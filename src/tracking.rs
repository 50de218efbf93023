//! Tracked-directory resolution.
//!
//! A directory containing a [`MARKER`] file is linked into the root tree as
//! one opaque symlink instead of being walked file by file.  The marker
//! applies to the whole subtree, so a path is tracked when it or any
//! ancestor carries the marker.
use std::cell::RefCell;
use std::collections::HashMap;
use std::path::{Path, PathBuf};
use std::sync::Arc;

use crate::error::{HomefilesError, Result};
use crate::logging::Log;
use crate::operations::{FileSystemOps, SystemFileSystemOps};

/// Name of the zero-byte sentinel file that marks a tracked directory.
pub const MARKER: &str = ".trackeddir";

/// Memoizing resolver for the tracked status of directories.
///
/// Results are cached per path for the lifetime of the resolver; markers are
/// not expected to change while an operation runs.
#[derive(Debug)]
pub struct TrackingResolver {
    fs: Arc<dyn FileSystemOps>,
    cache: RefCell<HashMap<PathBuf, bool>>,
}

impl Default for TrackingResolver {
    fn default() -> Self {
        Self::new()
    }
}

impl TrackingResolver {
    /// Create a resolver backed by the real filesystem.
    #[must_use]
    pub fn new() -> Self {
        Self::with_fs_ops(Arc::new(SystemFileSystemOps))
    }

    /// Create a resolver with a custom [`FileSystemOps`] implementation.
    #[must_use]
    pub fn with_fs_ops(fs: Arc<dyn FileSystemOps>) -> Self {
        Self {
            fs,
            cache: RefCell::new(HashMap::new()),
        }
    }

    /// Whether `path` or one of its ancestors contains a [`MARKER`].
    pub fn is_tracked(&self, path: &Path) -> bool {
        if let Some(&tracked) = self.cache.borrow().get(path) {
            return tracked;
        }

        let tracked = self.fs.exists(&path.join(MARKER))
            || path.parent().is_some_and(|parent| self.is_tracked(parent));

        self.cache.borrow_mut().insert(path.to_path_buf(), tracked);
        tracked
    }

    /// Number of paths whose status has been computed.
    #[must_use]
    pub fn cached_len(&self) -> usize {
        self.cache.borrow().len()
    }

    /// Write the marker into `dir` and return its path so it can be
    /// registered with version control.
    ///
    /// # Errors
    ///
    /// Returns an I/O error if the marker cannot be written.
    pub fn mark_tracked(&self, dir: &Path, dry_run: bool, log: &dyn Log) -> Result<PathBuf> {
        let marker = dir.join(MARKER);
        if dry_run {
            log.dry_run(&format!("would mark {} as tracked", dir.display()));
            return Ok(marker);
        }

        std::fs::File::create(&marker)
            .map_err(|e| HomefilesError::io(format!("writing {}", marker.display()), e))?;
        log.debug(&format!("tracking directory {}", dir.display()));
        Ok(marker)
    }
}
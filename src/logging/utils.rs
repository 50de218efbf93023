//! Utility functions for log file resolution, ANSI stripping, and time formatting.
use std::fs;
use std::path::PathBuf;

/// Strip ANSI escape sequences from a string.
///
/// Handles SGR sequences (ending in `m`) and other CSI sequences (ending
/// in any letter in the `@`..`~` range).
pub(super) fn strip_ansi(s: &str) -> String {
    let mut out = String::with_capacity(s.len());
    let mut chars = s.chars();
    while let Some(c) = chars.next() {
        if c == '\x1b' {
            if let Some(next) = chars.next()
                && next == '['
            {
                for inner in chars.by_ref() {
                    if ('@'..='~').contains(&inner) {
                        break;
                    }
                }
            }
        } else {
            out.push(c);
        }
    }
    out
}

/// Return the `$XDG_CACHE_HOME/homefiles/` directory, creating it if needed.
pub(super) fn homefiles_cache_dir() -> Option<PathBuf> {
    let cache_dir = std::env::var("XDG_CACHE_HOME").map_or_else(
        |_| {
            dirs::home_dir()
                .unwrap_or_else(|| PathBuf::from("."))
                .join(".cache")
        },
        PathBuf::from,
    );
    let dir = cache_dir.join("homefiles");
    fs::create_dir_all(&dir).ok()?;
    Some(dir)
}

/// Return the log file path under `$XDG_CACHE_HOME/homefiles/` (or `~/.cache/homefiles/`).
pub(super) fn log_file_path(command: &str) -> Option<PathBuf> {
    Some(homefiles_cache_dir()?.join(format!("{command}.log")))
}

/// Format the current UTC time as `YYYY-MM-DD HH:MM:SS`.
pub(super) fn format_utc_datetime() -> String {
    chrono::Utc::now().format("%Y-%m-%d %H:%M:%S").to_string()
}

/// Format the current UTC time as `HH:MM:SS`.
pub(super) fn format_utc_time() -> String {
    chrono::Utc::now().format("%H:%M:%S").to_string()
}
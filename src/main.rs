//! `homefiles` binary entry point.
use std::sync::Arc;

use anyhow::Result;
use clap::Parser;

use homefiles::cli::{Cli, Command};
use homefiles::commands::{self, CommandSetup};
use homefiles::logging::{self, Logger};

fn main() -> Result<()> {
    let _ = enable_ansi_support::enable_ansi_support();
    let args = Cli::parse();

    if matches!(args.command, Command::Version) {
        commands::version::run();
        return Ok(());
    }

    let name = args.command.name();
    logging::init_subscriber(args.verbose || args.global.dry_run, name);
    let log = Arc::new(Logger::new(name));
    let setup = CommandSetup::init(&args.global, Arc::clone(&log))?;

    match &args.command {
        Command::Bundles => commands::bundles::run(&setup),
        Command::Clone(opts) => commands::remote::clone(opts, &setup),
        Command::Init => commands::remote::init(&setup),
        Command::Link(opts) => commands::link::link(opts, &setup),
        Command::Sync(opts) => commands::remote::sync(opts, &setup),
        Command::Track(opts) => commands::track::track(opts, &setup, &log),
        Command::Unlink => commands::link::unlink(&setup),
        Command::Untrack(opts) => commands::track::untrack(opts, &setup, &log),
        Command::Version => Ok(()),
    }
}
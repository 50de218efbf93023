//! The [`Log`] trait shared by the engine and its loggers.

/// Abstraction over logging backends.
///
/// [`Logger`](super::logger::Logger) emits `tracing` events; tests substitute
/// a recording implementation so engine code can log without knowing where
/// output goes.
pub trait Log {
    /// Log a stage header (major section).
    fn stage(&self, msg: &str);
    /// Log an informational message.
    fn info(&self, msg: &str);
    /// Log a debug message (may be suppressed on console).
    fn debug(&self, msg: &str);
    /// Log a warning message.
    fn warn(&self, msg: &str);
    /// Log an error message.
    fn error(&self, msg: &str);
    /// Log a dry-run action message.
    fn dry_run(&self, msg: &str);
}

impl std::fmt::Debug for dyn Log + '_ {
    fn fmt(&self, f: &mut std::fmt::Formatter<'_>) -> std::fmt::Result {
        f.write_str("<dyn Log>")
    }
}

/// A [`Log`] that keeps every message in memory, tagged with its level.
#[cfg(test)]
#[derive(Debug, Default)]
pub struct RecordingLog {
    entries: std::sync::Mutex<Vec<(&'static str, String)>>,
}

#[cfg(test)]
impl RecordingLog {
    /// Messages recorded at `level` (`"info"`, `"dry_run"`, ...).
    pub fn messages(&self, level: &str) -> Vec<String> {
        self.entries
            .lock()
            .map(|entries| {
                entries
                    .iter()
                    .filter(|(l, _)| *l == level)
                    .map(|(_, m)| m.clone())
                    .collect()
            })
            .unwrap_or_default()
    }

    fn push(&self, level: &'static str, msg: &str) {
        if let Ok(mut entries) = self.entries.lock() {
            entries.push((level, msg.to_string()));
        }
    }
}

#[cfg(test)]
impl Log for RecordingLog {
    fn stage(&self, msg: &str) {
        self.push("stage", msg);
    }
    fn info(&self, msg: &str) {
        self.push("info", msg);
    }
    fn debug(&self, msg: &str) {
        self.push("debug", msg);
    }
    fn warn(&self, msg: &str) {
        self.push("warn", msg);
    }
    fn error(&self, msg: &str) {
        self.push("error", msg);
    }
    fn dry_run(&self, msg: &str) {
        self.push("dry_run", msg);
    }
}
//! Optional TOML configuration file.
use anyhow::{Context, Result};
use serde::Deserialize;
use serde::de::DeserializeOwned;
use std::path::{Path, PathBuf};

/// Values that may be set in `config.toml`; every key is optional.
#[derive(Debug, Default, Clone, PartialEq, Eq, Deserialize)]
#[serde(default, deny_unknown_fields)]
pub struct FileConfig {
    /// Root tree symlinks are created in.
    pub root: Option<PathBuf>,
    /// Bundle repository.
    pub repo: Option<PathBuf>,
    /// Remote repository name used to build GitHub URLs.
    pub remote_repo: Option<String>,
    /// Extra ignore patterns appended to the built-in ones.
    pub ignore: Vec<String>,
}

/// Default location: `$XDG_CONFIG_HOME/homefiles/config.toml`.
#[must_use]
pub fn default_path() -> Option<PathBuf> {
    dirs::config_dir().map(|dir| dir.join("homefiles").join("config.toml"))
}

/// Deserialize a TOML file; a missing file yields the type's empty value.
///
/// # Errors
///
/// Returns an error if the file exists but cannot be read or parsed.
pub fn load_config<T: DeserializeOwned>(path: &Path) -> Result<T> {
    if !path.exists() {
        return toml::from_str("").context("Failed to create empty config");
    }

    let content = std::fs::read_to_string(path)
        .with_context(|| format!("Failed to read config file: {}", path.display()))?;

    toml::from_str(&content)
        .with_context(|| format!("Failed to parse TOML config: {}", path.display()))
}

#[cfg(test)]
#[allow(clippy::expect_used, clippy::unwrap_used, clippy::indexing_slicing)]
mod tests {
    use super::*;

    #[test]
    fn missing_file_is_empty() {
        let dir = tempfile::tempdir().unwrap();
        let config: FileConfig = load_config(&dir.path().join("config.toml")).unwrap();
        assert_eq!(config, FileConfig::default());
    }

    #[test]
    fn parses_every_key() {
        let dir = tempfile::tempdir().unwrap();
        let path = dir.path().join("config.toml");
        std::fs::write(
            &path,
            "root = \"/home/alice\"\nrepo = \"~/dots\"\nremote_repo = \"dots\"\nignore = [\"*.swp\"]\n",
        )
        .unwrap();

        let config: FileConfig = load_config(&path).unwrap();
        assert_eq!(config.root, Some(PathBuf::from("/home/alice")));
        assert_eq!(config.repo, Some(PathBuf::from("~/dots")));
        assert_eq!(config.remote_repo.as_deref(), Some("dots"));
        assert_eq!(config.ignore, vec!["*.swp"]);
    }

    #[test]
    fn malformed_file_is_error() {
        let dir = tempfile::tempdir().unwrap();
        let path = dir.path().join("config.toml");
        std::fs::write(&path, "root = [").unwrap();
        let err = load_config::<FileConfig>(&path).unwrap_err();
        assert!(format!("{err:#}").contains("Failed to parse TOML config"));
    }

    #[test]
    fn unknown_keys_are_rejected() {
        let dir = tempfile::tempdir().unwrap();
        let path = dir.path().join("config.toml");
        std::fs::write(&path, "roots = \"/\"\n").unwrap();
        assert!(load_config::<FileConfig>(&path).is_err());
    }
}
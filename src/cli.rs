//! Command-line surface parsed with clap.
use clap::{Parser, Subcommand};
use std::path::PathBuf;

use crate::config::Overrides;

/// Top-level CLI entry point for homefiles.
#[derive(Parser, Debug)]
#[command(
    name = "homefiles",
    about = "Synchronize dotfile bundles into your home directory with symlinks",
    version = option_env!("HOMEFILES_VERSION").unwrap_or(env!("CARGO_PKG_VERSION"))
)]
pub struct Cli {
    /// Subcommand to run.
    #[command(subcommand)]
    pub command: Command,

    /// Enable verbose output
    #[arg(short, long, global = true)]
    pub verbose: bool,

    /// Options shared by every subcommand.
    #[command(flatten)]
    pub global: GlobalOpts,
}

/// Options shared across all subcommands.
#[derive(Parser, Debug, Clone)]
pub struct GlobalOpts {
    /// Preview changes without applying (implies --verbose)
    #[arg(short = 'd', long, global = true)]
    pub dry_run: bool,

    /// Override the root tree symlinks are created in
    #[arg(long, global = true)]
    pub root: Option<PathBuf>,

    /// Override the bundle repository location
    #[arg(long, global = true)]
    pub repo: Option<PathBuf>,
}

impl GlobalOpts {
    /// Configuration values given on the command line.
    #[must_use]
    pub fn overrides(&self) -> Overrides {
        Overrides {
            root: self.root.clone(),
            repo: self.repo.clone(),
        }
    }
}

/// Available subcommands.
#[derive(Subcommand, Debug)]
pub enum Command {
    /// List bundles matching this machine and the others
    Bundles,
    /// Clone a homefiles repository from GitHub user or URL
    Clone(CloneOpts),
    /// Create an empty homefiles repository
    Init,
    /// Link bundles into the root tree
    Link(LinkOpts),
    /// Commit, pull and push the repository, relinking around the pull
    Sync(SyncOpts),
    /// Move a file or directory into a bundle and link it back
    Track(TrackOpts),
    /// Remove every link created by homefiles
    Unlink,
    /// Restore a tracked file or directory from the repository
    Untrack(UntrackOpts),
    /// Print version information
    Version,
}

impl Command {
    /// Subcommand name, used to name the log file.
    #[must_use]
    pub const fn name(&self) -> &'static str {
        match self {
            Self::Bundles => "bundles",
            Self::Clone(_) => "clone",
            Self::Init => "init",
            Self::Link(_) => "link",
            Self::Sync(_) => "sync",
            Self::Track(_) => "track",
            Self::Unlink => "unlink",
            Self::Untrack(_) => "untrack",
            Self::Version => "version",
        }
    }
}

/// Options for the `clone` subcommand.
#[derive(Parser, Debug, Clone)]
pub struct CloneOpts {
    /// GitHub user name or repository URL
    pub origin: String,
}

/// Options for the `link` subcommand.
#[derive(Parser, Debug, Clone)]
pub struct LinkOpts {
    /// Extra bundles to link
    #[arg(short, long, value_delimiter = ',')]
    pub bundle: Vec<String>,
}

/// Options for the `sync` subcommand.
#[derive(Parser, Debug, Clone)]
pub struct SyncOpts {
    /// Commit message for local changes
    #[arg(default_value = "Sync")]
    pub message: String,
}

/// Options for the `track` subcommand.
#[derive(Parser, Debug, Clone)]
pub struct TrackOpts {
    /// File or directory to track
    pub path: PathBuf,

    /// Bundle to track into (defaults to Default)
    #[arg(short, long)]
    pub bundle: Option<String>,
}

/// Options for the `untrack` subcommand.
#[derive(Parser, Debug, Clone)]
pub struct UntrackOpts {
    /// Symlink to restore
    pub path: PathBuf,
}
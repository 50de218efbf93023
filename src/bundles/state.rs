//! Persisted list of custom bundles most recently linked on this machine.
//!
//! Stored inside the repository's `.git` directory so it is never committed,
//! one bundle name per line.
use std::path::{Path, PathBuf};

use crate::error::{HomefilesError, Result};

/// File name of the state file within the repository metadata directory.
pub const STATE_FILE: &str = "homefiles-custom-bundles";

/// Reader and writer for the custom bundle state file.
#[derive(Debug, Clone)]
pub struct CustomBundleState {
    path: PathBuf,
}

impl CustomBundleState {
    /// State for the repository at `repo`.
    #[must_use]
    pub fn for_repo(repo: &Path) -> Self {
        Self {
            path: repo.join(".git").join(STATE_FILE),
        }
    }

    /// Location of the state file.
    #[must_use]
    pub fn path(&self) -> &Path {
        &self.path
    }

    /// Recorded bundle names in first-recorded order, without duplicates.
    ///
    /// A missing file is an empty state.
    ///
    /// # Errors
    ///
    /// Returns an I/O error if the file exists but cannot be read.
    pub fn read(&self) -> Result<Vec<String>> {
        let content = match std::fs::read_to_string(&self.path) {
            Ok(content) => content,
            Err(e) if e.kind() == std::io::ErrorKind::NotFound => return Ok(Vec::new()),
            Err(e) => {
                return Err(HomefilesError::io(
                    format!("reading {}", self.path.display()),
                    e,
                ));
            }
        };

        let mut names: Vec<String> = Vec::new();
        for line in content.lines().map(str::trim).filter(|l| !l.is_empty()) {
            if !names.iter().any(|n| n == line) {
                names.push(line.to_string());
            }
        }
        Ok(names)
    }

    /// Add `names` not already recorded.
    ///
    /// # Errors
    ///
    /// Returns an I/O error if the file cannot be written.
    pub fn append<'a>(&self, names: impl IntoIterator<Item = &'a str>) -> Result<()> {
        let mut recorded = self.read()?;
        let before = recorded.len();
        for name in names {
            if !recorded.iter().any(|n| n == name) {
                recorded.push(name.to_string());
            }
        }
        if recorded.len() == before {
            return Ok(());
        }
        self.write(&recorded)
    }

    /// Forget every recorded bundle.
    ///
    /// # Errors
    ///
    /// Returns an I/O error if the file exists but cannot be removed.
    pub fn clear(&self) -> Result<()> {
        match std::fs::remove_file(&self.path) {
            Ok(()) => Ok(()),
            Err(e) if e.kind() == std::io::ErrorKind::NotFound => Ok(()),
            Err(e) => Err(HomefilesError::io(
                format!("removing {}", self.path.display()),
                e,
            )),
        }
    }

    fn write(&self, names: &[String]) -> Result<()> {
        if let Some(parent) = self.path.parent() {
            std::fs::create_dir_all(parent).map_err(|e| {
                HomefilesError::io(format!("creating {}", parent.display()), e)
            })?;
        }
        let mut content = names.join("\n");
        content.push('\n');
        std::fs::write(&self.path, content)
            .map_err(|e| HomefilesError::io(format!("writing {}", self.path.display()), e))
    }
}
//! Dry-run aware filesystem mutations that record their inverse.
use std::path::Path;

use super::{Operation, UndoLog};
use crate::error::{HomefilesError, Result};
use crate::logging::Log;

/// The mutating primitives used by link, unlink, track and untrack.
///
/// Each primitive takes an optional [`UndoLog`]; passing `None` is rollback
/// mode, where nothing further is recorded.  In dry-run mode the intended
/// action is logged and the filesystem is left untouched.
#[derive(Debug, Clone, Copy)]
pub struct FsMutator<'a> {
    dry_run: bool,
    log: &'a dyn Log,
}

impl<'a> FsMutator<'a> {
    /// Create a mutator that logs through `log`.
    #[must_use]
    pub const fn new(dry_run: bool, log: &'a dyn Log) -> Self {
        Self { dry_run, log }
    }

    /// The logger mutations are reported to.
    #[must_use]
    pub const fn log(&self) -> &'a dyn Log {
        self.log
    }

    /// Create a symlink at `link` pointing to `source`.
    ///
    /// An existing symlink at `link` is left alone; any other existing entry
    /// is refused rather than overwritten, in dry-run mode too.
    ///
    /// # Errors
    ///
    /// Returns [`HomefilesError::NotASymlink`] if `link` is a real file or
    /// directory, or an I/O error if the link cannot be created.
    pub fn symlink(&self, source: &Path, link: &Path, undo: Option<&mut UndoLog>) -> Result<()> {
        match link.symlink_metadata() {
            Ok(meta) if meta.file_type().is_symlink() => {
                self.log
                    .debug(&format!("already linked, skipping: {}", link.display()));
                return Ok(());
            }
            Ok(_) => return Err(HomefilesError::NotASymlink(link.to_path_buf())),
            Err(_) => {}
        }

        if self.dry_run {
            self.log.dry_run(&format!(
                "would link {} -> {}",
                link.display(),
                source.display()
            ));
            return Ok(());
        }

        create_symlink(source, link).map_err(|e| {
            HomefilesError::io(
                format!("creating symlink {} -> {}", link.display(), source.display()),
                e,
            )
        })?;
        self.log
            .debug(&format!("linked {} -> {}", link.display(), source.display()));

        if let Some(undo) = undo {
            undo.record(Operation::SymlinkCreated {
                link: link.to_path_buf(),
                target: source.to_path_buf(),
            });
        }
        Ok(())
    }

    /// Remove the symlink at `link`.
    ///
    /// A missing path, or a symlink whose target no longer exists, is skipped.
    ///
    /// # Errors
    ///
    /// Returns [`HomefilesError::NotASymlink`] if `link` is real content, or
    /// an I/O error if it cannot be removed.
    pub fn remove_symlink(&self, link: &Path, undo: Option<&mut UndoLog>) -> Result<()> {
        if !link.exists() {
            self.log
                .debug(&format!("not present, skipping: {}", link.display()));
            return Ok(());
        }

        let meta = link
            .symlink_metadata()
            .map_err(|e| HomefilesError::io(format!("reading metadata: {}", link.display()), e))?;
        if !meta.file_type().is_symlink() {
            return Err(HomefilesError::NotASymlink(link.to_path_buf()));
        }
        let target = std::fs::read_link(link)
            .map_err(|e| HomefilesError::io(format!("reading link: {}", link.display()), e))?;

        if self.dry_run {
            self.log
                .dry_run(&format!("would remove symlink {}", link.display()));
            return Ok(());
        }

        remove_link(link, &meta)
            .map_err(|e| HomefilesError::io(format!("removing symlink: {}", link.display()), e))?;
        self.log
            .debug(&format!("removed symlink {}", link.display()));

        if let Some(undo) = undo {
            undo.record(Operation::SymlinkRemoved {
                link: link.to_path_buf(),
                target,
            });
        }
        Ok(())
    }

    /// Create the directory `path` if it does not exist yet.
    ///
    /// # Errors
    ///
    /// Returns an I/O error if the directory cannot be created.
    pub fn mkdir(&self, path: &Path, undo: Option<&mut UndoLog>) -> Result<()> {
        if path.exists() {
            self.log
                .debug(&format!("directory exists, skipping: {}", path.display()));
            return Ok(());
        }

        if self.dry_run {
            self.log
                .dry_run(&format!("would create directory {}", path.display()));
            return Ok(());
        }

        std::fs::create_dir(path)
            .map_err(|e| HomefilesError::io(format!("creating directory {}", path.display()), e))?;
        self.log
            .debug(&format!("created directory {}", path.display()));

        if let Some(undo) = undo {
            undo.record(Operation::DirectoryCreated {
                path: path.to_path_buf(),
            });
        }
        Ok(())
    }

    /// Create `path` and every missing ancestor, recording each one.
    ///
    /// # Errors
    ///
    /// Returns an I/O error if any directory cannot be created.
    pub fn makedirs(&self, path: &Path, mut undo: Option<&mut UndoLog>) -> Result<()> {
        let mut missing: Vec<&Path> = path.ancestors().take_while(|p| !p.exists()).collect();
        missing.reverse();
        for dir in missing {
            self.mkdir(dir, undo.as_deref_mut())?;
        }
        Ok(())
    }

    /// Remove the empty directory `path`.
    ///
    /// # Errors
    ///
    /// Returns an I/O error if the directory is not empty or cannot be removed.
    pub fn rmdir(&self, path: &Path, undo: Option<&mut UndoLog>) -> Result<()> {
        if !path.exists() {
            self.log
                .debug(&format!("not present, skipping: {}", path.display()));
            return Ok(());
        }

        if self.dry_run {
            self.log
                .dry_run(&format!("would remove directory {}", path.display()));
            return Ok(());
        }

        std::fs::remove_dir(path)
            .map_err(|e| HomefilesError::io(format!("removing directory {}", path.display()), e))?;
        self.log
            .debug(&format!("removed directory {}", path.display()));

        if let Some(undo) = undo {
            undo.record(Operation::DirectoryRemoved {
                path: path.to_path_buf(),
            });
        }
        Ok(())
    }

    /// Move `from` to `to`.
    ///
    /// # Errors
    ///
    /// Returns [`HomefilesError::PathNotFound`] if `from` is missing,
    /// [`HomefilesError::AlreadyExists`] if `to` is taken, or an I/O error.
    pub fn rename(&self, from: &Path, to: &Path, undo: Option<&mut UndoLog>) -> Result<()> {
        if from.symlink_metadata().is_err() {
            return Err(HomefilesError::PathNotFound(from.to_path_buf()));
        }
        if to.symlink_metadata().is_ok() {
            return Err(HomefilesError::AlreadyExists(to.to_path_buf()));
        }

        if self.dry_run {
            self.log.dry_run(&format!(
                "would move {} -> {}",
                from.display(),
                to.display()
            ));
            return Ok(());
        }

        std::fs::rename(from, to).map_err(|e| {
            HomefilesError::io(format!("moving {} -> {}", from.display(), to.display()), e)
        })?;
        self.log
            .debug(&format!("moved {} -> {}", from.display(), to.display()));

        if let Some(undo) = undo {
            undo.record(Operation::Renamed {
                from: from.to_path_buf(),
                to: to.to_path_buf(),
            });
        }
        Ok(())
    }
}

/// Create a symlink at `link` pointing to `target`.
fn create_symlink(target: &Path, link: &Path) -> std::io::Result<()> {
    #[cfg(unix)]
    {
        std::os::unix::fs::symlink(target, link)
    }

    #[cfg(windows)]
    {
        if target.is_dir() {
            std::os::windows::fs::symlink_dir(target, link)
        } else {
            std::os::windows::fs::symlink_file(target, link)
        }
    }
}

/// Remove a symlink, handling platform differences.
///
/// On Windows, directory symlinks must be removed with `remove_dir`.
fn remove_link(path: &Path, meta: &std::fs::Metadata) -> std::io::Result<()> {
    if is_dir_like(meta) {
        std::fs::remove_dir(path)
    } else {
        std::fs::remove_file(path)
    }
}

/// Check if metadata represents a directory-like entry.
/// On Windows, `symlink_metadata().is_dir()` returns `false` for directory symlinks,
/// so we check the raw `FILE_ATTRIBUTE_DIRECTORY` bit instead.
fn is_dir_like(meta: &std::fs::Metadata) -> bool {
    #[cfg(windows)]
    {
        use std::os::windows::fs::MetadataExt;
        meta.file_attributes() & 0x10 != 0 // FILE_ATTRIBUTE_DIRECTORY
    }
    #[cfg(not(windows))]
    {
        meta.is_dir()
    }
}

- _What is being asked_: Everything starting at the line containing "Stored inside the" and ending at the line containing "if recorded.len() == before" in the records above should be repeated exactly, and only that.

- _Solution to the exercise_:
//! Stored inside the repository's `.git` directory so it is never committed,
//! one bundle name per line.
use std::path::{Path, PathBuf};

use crate::error::{HomefilesError, Result};

/// File name of the state file within the repository metadata directory.
pub const STATE_FILE: &str = "homefiles-custom-bundles";

/// Reader and writer for the custom bundle state file.
#[derive(Debug, Clone)]
pub struct CustomBundleState {
    path: PathBuf,
}

impl CustomBundleState {
    /// State for the repository at `repo`.
    #[must_use]
    pub fn for_repo(repo: &Path) -> Self {
        Self {
            path: repo.join(".git").join(STATE_FILE),
        }
    }

    /// Location of the state file.
    #[must_use]
    pub fn path(&self) -> &Path {
        &self.path
    }

    /// Recorded bundle names in first-recorded order, without duplicates.
    ///
    /// A missing file is an empty state.
    ///
    /// # Errors
    ///
    /// Returns an I/O error if the file exists but cannot be read.
    pub fn read(&self) -> Result<Vec<String>> {
        let content = match std::fs::read_to_string(&self.path) {
            Ok(content) => content,
            Err(e) if e.kind() == std::io::ErrorKind::NotFound => return Ok(Vec::new()),
            Err(e) => {
                return Err(HomefilesError::io(
                    format!("reading {}", self.path.display()),
                    e,
                ));
            }
        };

        let mut names: Vec<String> = Vec::new();
        for line in content.lines().map(str::trim).filter(|l| !l.is_empty()) {
            if !names.iter().any(|n| n == line) {
                names.push(line.to_string());
            }
        }
        Ok(names)
    }

    /// Add `names` not already recorded.
    ///
    /// # Errors
    ///
    /// Returns an I/O error if the file cannot be written.
    pub fn append<'a>(&self, names: impl IntoIterator<Item = &'a str>) -> Result<()> {
        let mut recorded = self.read()?;
        let before = recorded.len();
        for name in names {
            if !recorded.iter().any(|n| n == name) {
                recorded.push(name.to_string());
            }
        }
        if recorded.len() == before {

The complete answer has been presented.